* DATASET ENTRIES *

○ ○ ○ ○ ○

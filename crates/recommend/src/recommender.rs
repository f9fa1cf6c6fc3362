//! The never-fail recommendation entry point.

use serde::Serialize;

use moodtune_common::config::SpotifyCredentials;
use moodtune_emotion_model::label::Emotion;

use crate::spotify::{PlaylistSummary, SpotifyClient};
use crate::themes::{search_phrase, PlaylistTheme};

/// A complete recommendation: the static theme descriptor plus whatever
/// live catalog results were available at call time (no caching, no
/// freshness guarantee).
#[derive(Debug, Clone, Serialize)]
pub struct Recommendation {
    pub emotion: Emotion,
    pub theme: PlaylistTheme,
    pub playlists: Vec<PlaylistSummary>,
}

/// Recommends playlists for a dominant emotion.
///
/// Catalog access is best-effort: if the client could not be constructed,
/// every lookup short-circuits to an empty playlist list for the rest of
/// the process; if a search fails, that one lookup degrades the same way.
pub struct PlaylistRecommender {
    client: Option<SpotifyClient>,
    search_limit: usize,
}

impl PlaylistRecommender {
    /// Build a recommender from explicit credentials.
    pub fn new(credentials: SpotifyCredentials, search_limit: usize) -> Self {
        let client = match SpotifyClient::new(credentials) {
            Ok(client) => Some(client),
            Err(e) => {
                tracing::warn!(error = %e, "Catalog client unavailable, search disabled");
                None
            }
        };
        Self {
            client,
            search_limit,
        }
    }

    /// Build a recommender from environment credentials; missing
    /// credentials disable search rather than failing.
    pub fn from_env(search_limit: usize) -> Self {
        match SpotifyCredentials::from_env() {
            Ok(credentials) => Self::new(credentials, search_limit),
            Err(e) => {
                tracing::warn!(error = %e, "Catalog credentials missing, search disabled");
                Self::disabled(search_limit)
            }
        }
    }

    /// A recommender with catalog search permanently disabled.
    pub fn disabled(search_limit: usize) -> Self {
        Self {
            client: None,
            search_limit,
        }
    }

    /// Whether live catalog search is available.
    pub fn search_enabled(&self) -> bool {
        self.client.is_some()
    }

    /// Produce a recommendation for a raw label string.
    ///
    /// Total function: case-insensitive label match with neutral fallback,
    /// and any catalog failure yields the static descriptor with an empty
    /// playlist list.
    pub fn recommend(&self, raw_label: &str) -> Recommendation {
        let emotion = Emotion::parse_or_neutral(raw_label);
        self.recommend_emotion(emotion)
    }

    /// Produce a recommendation for an already-parsed emotion.
    pub fn recommend_emotion(&self, emotion: Emotion) -> Recommendation {
        let theme = PlaylistTheme::for_emotion(emotion);
        let playlists = self.search(emotion);
        Recommendation {
            emotion,
            theme,
            playlists,
        }
    }

    fn search(&self, emotion: Emotion) -> Vec<PlaylistSummary> {
        let Some(client) = &self.client else {
            tracing::debug!("Catalog client not initialized, returning empty list");
            return vec![];
        };

        let query = search_phrase(emotion);
        match client.search_playlists(query, self.search_limit) {
            Ok(playlists) => {
                tracing::debug!(%emotion, results = playlists.len(), "Catalog search complete");
                playlists
            }
            Err(e) => {
                tracing::warn!(%emotion, error = %e, "Catalog search failed, degrading to empty list");
                vec![]
            }
        }
    }
}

○ ○ ○ ○ ○

* ABOUT THIS TASK *
What do the lines of the material read, from the first through the line with "(no caching, no"? Transcribe them exactly and stop there.

* PROBLEM SOLUTION *
filename crates/recommend/src/recommender.rs
repository f9fa1cf6c6fc3362
//! The never-fail recommendation entry point.

use serde::Serialize;

use moodtune_common::config::SpotifyCredentials;
use moodtune_emotion_model::label::Emotion;

use crate::spotify::{PlaylistSummary, SpotifyClient};
use crate::themes::{search_phrase, PlaylistTheme};

/// A complete recommendation: the static theme descriptor plus whatever
/// live catalog results were available at call time (no caching, no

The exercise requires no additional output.